Upon clearing the MOA and due East of Arcadia, what appeared to be a LED landing light abruptly popped on just above the cloud layer and immediately caught our attention. It appeared to be about 500 feet below us, at our 2 o'clock and figured about 5-7 miles, and looked as if it might be in conflict in a few minutes. The light then started flashing, presumably because he saw us up ahead crossing and wanted to make his position known. I turned on our landing and taxi light of the 182 to acknowledge, yet this other aircraft kept turning this light on at odd and random intervals until he went dark for about a minute. Fed up, I asked the Miami controller for a traffic advisory on the aircraft at our 2 o'clock and about 3-4 miles. He responded that he did not observe any traffic in the are. A little puzzle, I asked him if he had any primary targets in the area and he told me to standby.

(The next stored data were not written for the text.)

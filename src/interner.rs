//! String interning for node, signal and method names
//!
//! Node names, signal names and handler method names recur across every
//! instance of a type. Interning stores each one once, so every node, handler
//! and subscription holding a name shares one allocation. Comparisons still
//! go by content.
//!
//! Uses DashMap so the global interner can be shared without a lock.

use std::sync::Arc;

use dashmap::DashMap;
use once_cell::sync::Lazy;

/// Global name interner (thread-safe, lock-free)
static INTERNER: Lazy<Interner> = Lazy::new(Interner::new);

/// Thread-safe string interner using DashMap
pub struct Interner {
    /// Interned names; the key is the canonical Arc
    names: DashMap<Arc<str>, ()>,
}

impl Interner {
    pub fn new() -> Self {
        Self {
            names: DashMap::new(),
        }
    }

    /// Intern a name, returning the shared Arc<str>
    pub fn intern(&self, s: &str) -> Arc<str> {
        if let Some(existing) = self.names.get(s) {
            return Arc::clone(existing.key());
        }

        // entry() keeps two racing callers from storing different Arcs
        let entry = self.names.entry(Arc::from(s)).or_insert(());
        Arc::clone(entry.key())
    }

    /// True when `s` has been interned
    pub fn contains(&self, s: &str) -> bool {
        self.names.contains_key(s)
    }

    /// Number of interned names
    pub fn len(&self) -> usize {
        self.names.len()
    }

    pub fn is_empty(&self) -> bool {
        self.names.is_empty()
    }
}

impl Default for Interner {
    fn default() -> Self {
        Self::new()
    }
}

/// Intern a name using the global interner
#[inline]
pub fn intern(s: &str) -> Arc<str> {
    INTERNER.intern(s)
}

/// True when `s` is in the global interner
pub fn is_interned(s: &str) -> bool {
    INTERNER.contains(s)
}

A long 15 seconds passed by and light appeared again! This time it appeared to now be at our 1 o'clock but the light still pointed at us and then quickly went out again. The controller came back on and said that he had checked and rechecked his backup systems and assured me that there were NO primary (pure radar return) targets in the area. Just when he said that, an aircraft behind us a few miles asked where we were, the controller told him, and that pilot reported that he was watching all of this happen as well! Then a third aircraft also chimed in and said he too was seeing the strange light and it was moving across the sky rapidly. Three aircraft in all saw this. The controller as completely bewildered a this point needless to say, upon landing, I called up Miami Center.

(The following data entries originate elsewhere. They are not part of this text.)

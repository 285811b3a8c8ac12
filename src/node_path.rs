//! Node paths
//!
//! A path addresses a node relative to another node (`Body/Sprite`,
//! `../Hud`, `%Weapon`) or from the tree root (`/root/Score`).
//!
//! Segments:
//! - `.` stays on the current node
//! - `..` moves to the parent
//! - `%Name` looks `Name` up among the unique names of the current scope
//! - anything else selects the child with that name

use std::fmt;
use std::str::FromStr;
use std::sync::Arc;

use crate::interner::intern;

/// Prefix marking a unique-name segment
pub const UNIQUE_NAME_PREFIX: char = '%';

/// One step of a node path
#[derive(Debug, Clone, PartialEq, Eq, Hash)]
pub enum Segment {
    /// `.`
    Current,
    /// `..`
    Parent,
    /// `%Name`
    Unique(Arc<str>),
    /// `Name`
    Child(Arc<str>),
}

impl fmt::Display for Segment {
    fn fmt(&self, f: &mut fmt::Formatter<'_>) -> fmt::Result {
        match self {
            Segment::Current => write!(f, "."),
            Segment::Parent => write!(f, ".."),
            Segment::Unique(name) => write!(f, "{}{}", UNIQUE_NAME_PREFIX, name),
            Segment::Child(name) => write!(f, "{}", name),
        }
    }
}

/// Parsed node path
///
/// The empty path is valid and addresses nothing; lookups with it fail.
#[derive(Debug, Clone, Default, PartialEq, Eq, Hash)]
pub struct NodePath {
    absolute: bool,
    segments: Vec<Segment>,
}

impl NodePath {
    /// Parse a path string. Parsing never fails: empty segments (`a//b`,
    /// trailing `/`) are skipped.
    pub fn new(path: &str) -> Self {
        let absolute = path.starts_with('/');
        let segments = path
            .split('/')
            .filter(|s| !s.is_empty())
            .map(|s| match s {
                "." => Segment::Current,
                ".." => Segment::Parent,
                _ => match s.strip_prefix(UNIQUE_NAME_PREFIX) {
                    Some(name) => Segment::Unique(intern(name)),
                    None => Segment::Child(intern(s)),
                },
            })
            .collect();

        Self { absolute, segments }
    }

    pub fn is_absolute(&self) -> bool {
        self.absolute
    }

    /// True when the path has no segments and is not absolute
    pub fn is_empty(&self) -> bool {
        !self.absolute && self.segments.is_empty()
    }

    pub fn segments(&self) -> &[Segment] {
        &self.segments
    }

    /// Build an absolute path from root-first names
    pub(crate) fn absolute_from(names: impl IntoIterator<Item = Arc<str>>) -> Self {
        Self {
            absolute: true,
            segments: names.into_iter().map(Segment::Child).collect(),
        }
    }
}

impl fmt::Display for NodePath {
    fn fmt(&self, f: &mut fmt::Formatter<'_>) -> fmt::Result {
        if self.absolute {
            write!(f, "/")?;
        }
        for (i, segment) in self.segments.iter().enumerate() {
            if i > 0 {
                write!(f, "/")?;
            }
            write!(f, "{}", segment)?;
        }
        Ok(())
    }
}

impl FromStr for NodePath {
    type Err = std::convert::Infallible;

    fn from_str(s: &str) -> Result<Self, Self::Err> {
        Ok(NodePath::new(s))
    }
}

impl From<&str> for NodePath {
    fn from(s: &str) -> Self {
        NodePath::new(s)
    }
}

impl From<String> for NodePath {
    fn from(s: String) -> Self {
        NodePath::new(&s)
    }
}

I talked on the phone for 20 minutes to the D-Side of the sector I was in, who turned out be a supervisor and was training the R-Side. He too was sufficiently freaked out and confused along with the rest of the guys on "the floor." He said that in his 27 years, he had odd occurrences like this every few years and they usually turned out be flares in the MOA but never in this location, intermittent, and underneath another aircraft moving laterally. He thought that it was a UAV (which is of course illegal to operate in the NAS), and that if it was, it could have been much closer to our aircraft then we had thought and it would also explain why it was not on their radar if it was small enough. I chimed in and figured that it started turning its lights on and off in an effort to avoid us.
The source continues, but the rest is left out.